Mikrobiyal pestisitlerin araştırılması ve geliştirilmesi, tarımsal ürünlerin yüksek kaliteli ve güvenli üretimini etkili bir şekilde gerçekleştirecek, tarımsal ürünlerin ekonomik katma değerini artıracak, Çin tarım ve yan ürünlerinin ihracat pazarını genişletecek ve yeşil endüstrilerin gelişimini teşvik edecektir. Kirlilik içermeyen tarımsal yan ürünlerin üretimi için gerekli üretim malzemelerinden biri olan mikrobiyal pestisitler, gelecekte bitki hastalıkları ve zararlılarının önlenmesi ve kontrolünde büyük bir pazar talebine sahip olacaktır.

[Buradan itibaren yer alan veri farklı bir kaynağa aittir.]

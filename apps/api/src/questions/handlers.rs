//! Axum route handlers for the Question Bank API.

use axum::{
    extract::{Path, Query, State},
    http::StatusCode,
    Json,
};

use crate::errors::AppError;
use crate::questions::models::{NewQuestion, Question, QuestionFilter, QuestionUpdate};
use crate::state::AppState;

/// GET /api/v1/questions?category=&search=
pub async fn handle_list_questions(
    State(state): State<AppState>,
    Query(filter): Query<QuestionFilter>,
) -> Json<Vec<Question>> {
    Json(state.questions.list(&filter).await)
}

/// GET /api/v1/questions/:id
pub async fn handle_get_question(
    State(state): State<AppState>,
    Path(id): Path<String>,
) -> Result<Json<Question>, AppError> {
    Ok(Json(state.questions.require(&id).await?))
}

/// POST /api/v1/questions
pub async fn handle_create_question(
    State(state): State<AppState>,
    Json(request): Json<NewQuestion>,
) -> Result<(StatusCode, Json<Question>), AppError> {
    let question = state.questions.create(request).await?;
    Ok((StatusCode::CREATED, Json(question)))
}

/// PATCH /api/v1/questions/:id
pub async fn handle_update_question(
    State(state): State<AppState>,
    Path(id): Path<String>,
    Json(request): Json<QuestionUpdate>,
) -> Result<Json<Question>, AppError> {
    Ok(Json(state.questions.update(&id, request).await?))
}

/// DELETE /api/v1/questions/:id
pub async fn handle_delete_question(
    State(state): State<AppState>,
    Path(id): Path<String>,
) -> Result<StatusCode, AppError> {
    state.questions.delete(&id).await?;
    Ok(StatusCode::NO_CONTENT)
}
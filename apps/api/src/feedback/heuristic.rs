//! Heuristic answer scoring: keyword coverage for content, text shape for presentation.
//!
//! Pure and deterministic: the same (knowledge base, question, response) always
//! yields the same `FeedbackResult`. No I/O, no clock, no randomness.
//!
//! Algorithm:
//! 1. Responses shorter than 10 trimmed characters short-circuit to a zero score.
//! 2. Content: every topic whose label appears in the question contributes its
//!    keywords; score = round(100 × hits / (hits + misses)). With no matched
//!    keywords the score falls back to min(100, round(length / 10)).
//! 3. Presentation: additive points for sentence length, sentence count,
//!    paragraph breaks and overall length (max 100).
//! 4. Strengths, improvements and the feedback sentence are rule-based.

use crate::feedback::knowledge::KnowledgeBase;
use crate::feedback::models::FeedbackResult;

/// Responses with fewer trimmed characters than this are not scored.
pub const MIN_RESPONSE_CHARS: usize = 10;

/// How many keywords a strength/improvement line cites before truncating.
const MAX_CITED_KEYWORDS: usize = 3;

pub const TOO_BRIEF_FEEDBACK: &str =
    "Your response is too brief to evaluate. Please provide a more detailed answer.";
pub const TOO_BRIEF_IMPROVEMENT: &str = "Provide a more detailed answer";

const STRUCTURE_STRENGTH: &str = "Your answer was well structured across several distinct points";
const EXPAND_IMPROVEMENT: &str = "Expand your answer with more supporting detail and examples";
const CONCISE_IMPROVEMENT: &str = "Work on conciseness by breaking long sentences into shorter ones";

// ────────────────────────────────────────────────────────────────────────────
// Entry point
// ────────────────────────────────────────────────────────────────────────────

/// Scores a candidate `response` to an interview `question`.
pub fn score_response(kb: &KnowledgeBase, question: &str, response: &str) -> FeedbackResult {
    if response.trim().chars().count() < MIN_RESPONSE_CHARS {
        return too_brief();
    }

    let coverage = KeywordCoverage::measure(kb, question, response);
    let structure = TextStructure::analyze(response);

    let content_score = coverage
        .score()
        .unwrap_or_else(|| length_proxy_score(structure.char_count));
    let presentation_score = structure.presentation_score();

    let mut strengths = Vec::new();
    let mut improvements = Vec::new();

    if !coverage.hits.is_empty() {
        strengths.push(format!(
            "You covered key concepts: {}",
            cite_keywords(&coverage.hits)
        ));
    }
    if structure.sentence_count > 3 {
        strengths.push(STRUCTURE_STRENGTH.to_string());
    }

    if !coverage.misses.is_empty() {
        improvements.push(format!(
            "Consider discussing: {}",
            cite_keywords(&coverage.misses)
        ));
    }
    if structure.sentence_count < 3 {
        improvements.push(EXPAND_IMPROVEMENT.to_string());
    }
    if structure.avg_sentence_len > 30.0 {
        improvements.push(CONCISE_IMPROVEMENT.to_string());
    }

    FeedbackResult {
        feedback: compose_feedback(content_score, presentation_score),
        content_score,
        presentation_score,
        strengths,
        improvements,
    }
}

fn too_brief() -> FeedbackResult {
    FeedbackResult {
        feedback: TOO_BRIEF_FEEDBACK.to_string(),
        content_score: 0,
        presentation_score: 0,
        strengths: vec![],
        improvements: vec![TOO_BRIEF_IMPROVEMENT.to_string()],
    }
}

// ────────────────────────────────────────────────────────────────────────────
// Content
// ────────────────────────────────────────────────────────────────────────────

/// Keywords of every matched topic, split by whether the response mentions them.
/// Both lists keep the table's spelling and order.
#[derive(Debug, Default, PartialEq)]
struct KeywordCoverage<'a> {
    hits: Vec<&'a str>,
    misses: Vec<&'a str>,
}

impl<'a> KeywordCoverage<'a> {
    fn measure(kb: &'a KnowledgeBase, question: &str, response: &str) -> Self {
        let response = response.to_lowercase();
        let mut coverage = KeywordCoverage::default();

        for topic in kb.matching_topics(question) {
            for keyword in &topic.keywords {
                if response.contains(&keyword.to_lowercase()) {
                    coverage.hits.push(keyword.as_str());
                } else {
                    coverage.misses.push(keyword.as_str());
                }
            }
        }
        coverage
    }

    /// `None` when no keyword was checked at all (no topic matched).
    fn score(&self) -> Option<u32> {
        let total = self.hits.len() + self.misses.len();
        if total == 0 {
            return None;
        }
        Some((100.0 * self.hits.len() as f64 / total as f64).round() as u32)
    }
}

/// Content score for questions without a keyword list: one point per ten characters.
fn length_proxy_score(char_count: usize) -> u32 {
    ((char_count as f64 / 10.0).round() as u32).min(100)
}

fn cite_keywords(keywords: &[&str]) -> String {
    let cited = keywords
        .iter()
        .take(MAX_CITED_KEYWORDS)
        .copied()
        .collect::<Vec<_>>()
        .join(", ");
    if keywords.len() > MAX_CITED_KEYWORDS {
        format!("{cited}…")
    } else {
        cited
    }
}

// ────────────────────────────────────────────────────────────────────────────
// Presentation
// ────────────────────────────────────────────────────────────────────────────

#[derive(Debug, Clone, PartialEq)]
struct TextStructure {
    char_count: usize,
    sentence_count: usize,
    /// Characters per sentence, not words.
    avg_sentence_len: f64,
    has_paragraph_break: bool,
}

impl TextStructure {
    fn analyze(response: &str) -> Self {
        let char_count = response.chars().count();
        let sentence_count = response
            .split(['.', '!', '?'])
            .filter(|s| !s.trim().is_empty())
            .count();
        let avg_sentence_len = char_count as f64 / sentence_count.max(1) as f64;
        let has_paragraph_break = response.replace("\r\n", "\n").contains("\n\n");

        Self {
            char_count,
            sentence_count,
            avg_sentence_len,
            has_paragraph_break,
        }
    }

    fn presentation_score(&self) -> u32 {
        let mut score = 0;
        if self.avg_sentence_len > 5.0 && self.avg_sentence_len < 30.0 {
            score += 30;
        }
        if self.sentence_count > 3 {
            score += 30;
        }
        if self.has_paragraph_break {
            score += 20;
        }
        if self.char_count > 100 && self.char_count < 1000 {
            score += 20;
        }
        score
    }
}

// ────────────────────────────────────────────────────────────────────────────
// Feedback sentence
// ────────────────────────────────────────────────────────────────────────────

fn compose_feedback(content_score: u32, presentation_score: u32) -> String {
    format!(
        "{} {}",
        content_phrase(content_score),
        presentation_phrase(presentation_score)
    )
}

fn content_phrase(score: u32) -> &'static str {
    if score >= 80 {
        "Excellent answer that covers the key concepts thoroughly."
    } else if score >= 60 {
        "Good answer that addresses most of the important points."
    } else if score >= 40 {
        "Adequate answer, but you missed several key concepts."
    } else {
        "Your answer is missing many of the key concepts expected for this question."
    }
}

fn presentation_phrase(score: u32) -> &'static str {
    if score >= 80 {
        "Your presentation was clear and well organized."
    } else if score >= 60 {
        "Your presentation was generally clear, though the structure could be tighter."
    } else if score >= 40 {
        "Your presentation needs improvement in terms of structure and clarity."
    } else {
        "Focus on organizing your answer into clear, well-paced sentences and paragraphs."
    }
}

// ────────────────────────────────────────────────────────────────────────────
// Tests
// ────────────────────────────────────────────────────────────────────────────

Bu nedenle, mikrobiyal pestisitlerin geliştirilmesi, endüstriyelleştirilmesi ve tanıtımının daha da hızlandırılması, tarımsal yan ürünlerdeki pestisit kalıntılarının ve tarımsal ekolojik çevre kirliliğinin azaltılması, önemli ürün hastalıkları ve zararlılarının sürdürülebilir şekilde kontrol altına alınması ve Çin'de kirlilik içermeyen tarımsal ürünlerin endüstriyelleştirilmesinde tarımsal teknolojiye olan önemli talebin karşılanması kaçınılmaz olarak büyük sosyal, ekonomik ve ekolojik faydalar yaratacaktır.
Geliştirme yönü:
1. Hastalık ve zararlı kontrolü için toprak
Hastalık ve zararlıları baskılayan topraklar üzerinde daha fazla araştırma yapılmalıdır. Mikrobiyal kalıcılığa sahip bu topraklar, patojen bakterilerin yaşamasını ve zararlıların zarar vermesini engeller.

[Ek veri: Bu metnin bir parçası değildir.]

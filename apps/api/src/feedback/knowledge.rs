//! Keyword knowledge base: clinical topics and the phrases a strong answer should mention.
//!
//! Built once at startup (reference table or a JSON override) and shared
//! read-only behind an `Arc`. Never mutated after construction.

use std::path::Path;

use anyhow::{bail, Context, Result};
use serde::Deserialize;

/// A clinical topic and the keywords expected in an answer about it.
///
/// `label` is matched as a case-insensitive substring of the question.
#[derive(Debug, Clone, PartialEq, Deserialize)]
pub struct KeywordTopic {
    pub label: String,
    pub keywords: Vec<String>,
}

impl KeywordTopic {
    fn new(label: &str, keywords: &[&str]) -> Self {
        Self {
            label: label.to_string(),
            keywords: keywords.iter().map(|k| k.to_string()).collect(),
        }
    }
}

#[derive(Debug, Clone, PartialEq, Deserialize)]
pub struct KnowledgeBase {
    pub topics: Vec<KeywordTopic>,
}

impl KnowledgeBase {
    pub fn new(topics: Vec<KeywordTopic>) -> Self {
        Self { topics }
    }

    /// The built-in orthopedic fracture table.
    pub fn reference() -> Self {
        Self::new(vec![
            KeywordTopic::new(
                "Gustilo classification",
                &[
                    "Type I: wound ≤1 cm, minimal contamination",
                    "Type II: wound 1-10 cm, moderate soft tissue damage",
                    "Type IIIA: adequate soft tissue coverage",
                    "Type IIIB: extensive soft tissue loss with periosteal stripping",
                    "Type IIIC: arterial injury requiring repair",
                ],
            ),
            KeywordTopic::new(
                "mangled extremity",
                &[
                    "ATLS",
                    "MESS score",
                    "vascular",
                    "debridement",
                    "external fixation",
                    "limb salvage",
                    "amputation",
                ],
            ),
            KeywordTopic::new(
                "hip fracture",
                &[
                    "Garden classification",
                    "femoral neck",
                    "intertrochanteric",
                    "hemiarthroplasty",
                    "total hip arthroplasty",
                    "cephalomedullary nail",
                    "within 48 hours",
                ],
            ),
            KeywordTopic::new(
                "supracondylar fracture",
                &[
                    "Gartland classification",
                    "neurovascular",
                    "brachial artery",
                    "anterior interosseous nerve",
                    "closed reduction",
                    "percutaneous pinning",
                    "compartment syndrome",
                ],
            ),
            KeywordTopic::new(
                "radius fracture",
                &[
                    "Colles",
                    "radial height",
                    "radial inclination",
                    "volar tilt",
                    "closed reduction",
                    "casting",
                    "volar locking plate",
                ],
            ),
            KeywordTopic::new(
                "tibial plateau fracture",
                &[
                    "Schatzker classification",
                    "CT scan",
                    "compartment syndrome",
                    "articular surface",
                    "buttress plate",
                    "bone graft",
                    "external fixation",
                ],
            ),
        ])
    }

    /// Parses a table of the form `{"topics": [{"label": "...", "keywords": ["..."]}]}`.
    pub fn from_json_str(raw: &str) -> Result<Self> {
        let kb: KnowledgeBase =
            serde_json::from_str(raw).context("knowledge base is not valid JSON")?;
        if let Some(idx) = kb.topics.iter().position(|t| t.label.trim().is_empty()) {
            bail!("knowledge base topic #{idx} has an empty label");
        }
        Ok(kb)
    }

    pub fn from_path(path: &Path) -> Result<Self> {
        let raw = std::fs::read_to_string(path)
            .with_context(|| format!("failed to read knowledge base {}", path.display()))?;
        Self::from_json_str(&raw)
    }

    /// Topics whose label occurs in `question` (case-insensitive), in table order.
    pub fn matching_topics<'a>(&'a self, question: &str) -> impl Iterator<Item = &'a KeywordTopic> {
        let question = question.to_lowercase();
        self.topics
            .iter()
            .filter(move |t| question.contains(&t.label.to_lowercase()))
    }
}
use chrono::{DateTime, Utc};
use serde::{Deserialize, Serialize};

use crate::feedback::models::FeedbackResult;
use crate::questions::models::Question;

#[derive(Debug, Clone, PartialEq, Serialize, Deserialize)]
pub struct Session {
    pub id: String,
    pub user_id: String,
    pub start_time: DateTime<Utc>,
    pub end_time: Option<DateTime<Utc>>,
    pub feedback_summary: Option<String>,
    pub content_score: Option<u32>,
    pub presentation_score: Option<u32>,
}

impl Session {
    pub fn is_complete(&self) -> bool {
        self.end_time.is_some()
    }
}

/// One question asked during a session, with the candidate's answer once given.
#[derive(Debug, Clone, PartialEq, Serialize, Deserialize)]
pub struct SessionQuestion {
    pub id: String,
    pub session_id: String,
    pub question_id: String,
    pub user_response: Option<String>,
    pub feedback: Option<String>,
    pub content_score: Option<u32>,
    pub presentation_score: Option<u32>,
}

/// A session question joined with its bank entry. `question` is `None` when the
/// question was deleted from the bank after being asked.
#[derive(Debug, Clone, Serialize)]
pub struct SessionQuestionDetail {
    #[serde(flatten)]
    pub session_question: SessionQuestion,
    pub question: Option<Question>,
}

#[derive(Debug, Clone, Deserialize)]
pub struct CreateSessionRequest {
    pub user_id: String,
}

#[derive(Debug, Clone, Deserialize)]
pub struct EndSessionRequest {
    pub feedback_summary: String,
    pub content_score: u32,
    pub presentation_score: u32,
}

#[derive(Debug, Clone, Deserialize)]
pub struct AddQuestionRequest {
    pub question_id: String,
}

#[derive(Debug, Clone, Default, Deserialize)]
pub struct AnswerRequest {
    #[serde(default)]
    pub response: Option<String>,
}

#[derive(Debug, Clone, Serialize)]
pub struct AnswerResponse {
    pub session_question: SessionQuestion,
    pub feedback: FeedbackResult,
    pub follow_up_question: String,
}

/// Aggregate over a user's completed sessions.
#[derive(Debug, Clone, PartialEq, Serialize)]
pub struct UserSummary {
    pub user_id: String,
    pub completed_sessions: usize,
    pub average_content_score: Option<u32>,
    pub average_presentation_score: Option<u32>,
    /// Rounded mean of the two averages.
    pub overall_score: Option<u32>,
    pub latest_session: Option<DateTime<Utc>>,
}
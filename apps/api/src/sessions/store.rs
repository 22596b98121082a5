//! In-memory interview session log.

use std::sync::Arc;

use chrono::Utc;
use tokio::sync::RwLock;
use tracing::info;
use uuid::Uuid;

use crate::errors::AppError;
use crate::feedback::models::FeedbackResult;
use crate::sessions::models::{EndSessionRequest, Session, SessionQuestion, UserSummary};

#[derive(Default)]
struct SessionData {
    sessions: Vec<Session>,
    session_questions: Vec<SessionQuestion>,
}

#[derive(Clone, Default)]
pub struct SessionStore {
    data: Arc<RwLock<SessionData>>,
}

fn session_not_found() -> AppError {
    AppError::NotFound("Session not found".to_string())
}

fn session_question_not_found() -> AppError {
    AppError::NotFound("Session question not found".to_string())
}

fn validate_score(field: &str, score: u32) -> Result<(), AppError> {
    if score > 100 {
        return Err(AppError::Validation(format!(
            "{field} must be between 0 and 100, got {score}"
        )));
    }
    Ok(())
}

impl SessionStore {
    pub fn new() -> Self {
        Self::default()
    }

    pub async fn create_session(&self, user_id: &str) -> Result<Session, AppError> {
        let user_id = user_id.trim();
        if user_id.is_empty() {
            return Err(AppError::Validation("user_id cannot be empty".to_string()));
        }

        let session = Session {
            id: Uuid::new_v4().to_string(),
            user_id: user_id.to_string(),
            start_time: Utc::now(),
            end_time: None,
            feedback_summary: None,
            content_score: None,
            presentation_score: None,
        };

        self.data.write().await.sessions.push(session.clone());
        info!("Session {} started for user {}", session.id, session.user_id);
        Ok(session)
    }

    pub async fn get_session(&self, session_id: &str) -> Result<Session, AppError> {
        self.data
            .read()
            .await
            .sessions
            .iter()
            .find(|s| s.id == session_id)
            .cloned()
            .ok_or_else(session_not_found)
    }

    pub async fn end_session(
        &self,
        session_id: &str,
        request: EndSessionRequest,
    ) -> Result<Session, AppError> {
        validate_score("content_score", request.content_score)?;
        validate_score("presentation_score", request.presentation_score)?;

        let mut data = self.data.write().await;
        let session = data
            .sessions
            .iter_mut()
            .find(|s| s.id == session_id)
            .ok_or_else(session_not_found)?;

        session.end_time = Some(Utc::now());
        session.feedback_summary = Some(request.feedback_summary);
        session.content_score = Some(request.content_score);
        session.presentation_score = Some(request.presentation_score);

        info!("Session {session_id} ended");
        Ok(session.clone())
    }

    /// Records that `question_id` was asked in the session. The caller checks
    /// that the question exists in the bank.
    pub async fn add_question(
        &self,
        session_id: &str,
        question_id: &str,
    ) -> Result<SessionQuestion, AppError> {
        let mut data = self.data.write().await;
        if !data.sessions.iter().any(|s| s.id == session_id) {
            return Err(session_not_found());
        }

        let session_question = SessionQuestion {
            id: Uuid::new_v4().to_string(),
            session_id: session_id.to_string(),
            question_id: question_id.to_string(),
            user_response: None,
            feedback: None,
            content_score: None,
            presentation_score: None,
        };
        data.session_questions.push(session_question.clone());
        Ok(session_question)
    }

    pub async fn get_session_question(
        &self,
        session_question_id: &str,
    ) -> Result<SessionQuestion, AppError> {
        self.data
            .read()
            .await
            .session_questions
            .iter()
            .find(|sq| sq.id == session_question_id)
            .cloned()
            .ok_or_else(session_question_not_found)
    }

    pub async fn save_response(
        &self,
        session_question_id: &str,
        response: &str,
    ) -> Result<SessionQuestion, AppError> {
        self.modify_session_question(session_question_id, |sq| {
            sq.user_response = Some(response.to_string());
        })
        .await
    }

    pub async fn save_feedback(
        &self,
        session_question_id: &str,
        feedback: &FeedbackResult,
    ) -> Result<SessionQuestion, AppError> {
        self.modify_session_question(session_question_id, |sq| {
            sq.feedback = Some(feedback.feedback.clone());
            sq.content_score = Some(feedback.content_score);
            sq.presentation_score = Some(feedback.presentation_score);
        })
        .await
    }

    /// Questions asked in a session, in the order they were added.
    pub async fn session_questions(
        &self,
        session_id: &str,
    ) -> Result<Vec<SessionQuestion>, AppError> {
        let data = self.data.read().await;
        if !data.sessions.iter().any(|s| s.id == session_id) {
            return Err(session_not_found());
        }
        Ok(data
            .session_questions
            .iter()
            .filter(|sq| sq.session_id == session_id)
            .cloned()
            .collect())
    }

    /// All of a user's sessions, open or ended, newest first.
    pub async fn user_sessions(&self, user_id: &str) -> Vec<Session> {
        let data = self.data.read().await;
        // Reverse insertion order first so sessions started in the same instant
        // still come out newest first after the stable sort.
        let mut sessions: Vec<Session> = data
            .sessions
            .iter()
            .rev()
            .filter(|s| s.user_id == user_id)
            .cloned()
            .collect();
        sessions.sort_by(|a, b| b.start_time.cmp(&a.start_time));
        sessions
    }

    /// Averages over the user's ended sessions that carry scores.
    pub async fn user_summary(&self, user_id: &str) -> UserSummary {
        let data = self.data.read().await;
        let completed: Vec<&Session> = data
            .sessions
            .iter()
            .filter(|s| s.user_id == user_id && s.is_complete())
            .collect();

        let average = |score: fn(&Session) -> Option<u32>| -> Option<u32> {
            let scores: Vec<u32> = completed.iter().filter_map(|&s| score(s)).collect();
            if scores.is_empty() {
                return None;
            }
            let sum: u32 = scores.iter().sum();
            Some((sum as f64 / scores.len() as f64).round() as u32)
        };

        let average_content_score = average(|s| s.content_score);
        let average_presentation_score = average(|s| s.presentation_score);
        let overall_score = match (average_content_score, average_presentation_score) {
            (Some(c), Some(p)) => Some(((c + p) as f64 / 2.0).round() as u32),
            _ => None,
        };

        UserSummary {
            user_id: user_id.to_string(),
            completed_sessions: completed.len(),
            average_content_score,
            average_presentation_score,
            overall_score,
            latest_session: completed.iter().filter_map(|s| s.end_time).max(),
        }
    }

    async fn modify_session_question<F>(
        &self,
        session_question_id: &str,
        modify: F,
    ) -> Result<SessionQuestion, AppError>
    where
        F: FnOnce(&mut SessionQuestion),
    {
        let mut data = self.data.write().await;
        let session_question = data
            .session_questions
            .iter_mut()
            .find(|sq| sq.id == session_question_id)
            .ok_or_else(session_question_not_found)?;
        modify(session_question);
        Ok(session_question.clone())
    }
}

2. Biyolojik yabancı ot kontrolü
Yabancı otların biyolojik kontrolü, ekonomik zarar eşiğinin altında insan ekonomik canlılığını etkileyen yabancı ot popülasyonlarını kontrol altına almak için belirli bir konukçu yelpazesine sahip otçul hayvanların veya bitki patojeni mikroorganizmaların kullanılmasıdır. Kimyasal yabancı ot kontrolüyle karşılaştırıldığında, biyolojik yabancı ot kontrolü çevreye zarar vermeme, ilaç hasarına yol açmama ve yüksek ekonomik faydalar sağlama gibi avantajlara sahiptir. Bazen doğal düşmanların başarılı bir şekilde uygulanması, çim hasarı sorununu tamamen çözebilir.
3. Genetiği değiştirilmiş mikroorganizmalar
Son yıllarda, genetiği değiştirilmiş mikroorganizmalar üzerine yapılan araştırmalar oldukça aktif hale gelmiş ve hastalık ve böcek direnci için genetiği değiştirilmiş bitkilerden önce uygulama aşamasına girmiştir. Bu gelişme, biyoteknolojinin biyolojik mücadele mikroorganizmalarının genetik olarak iyileştirilmesindeki muazzam potansiyelini ortaya koymakta ve yeni nesil mikrobiyal pestisitlerin daha fazla araştırılması ve geliştirilmesi için temel oluşturmaktadır.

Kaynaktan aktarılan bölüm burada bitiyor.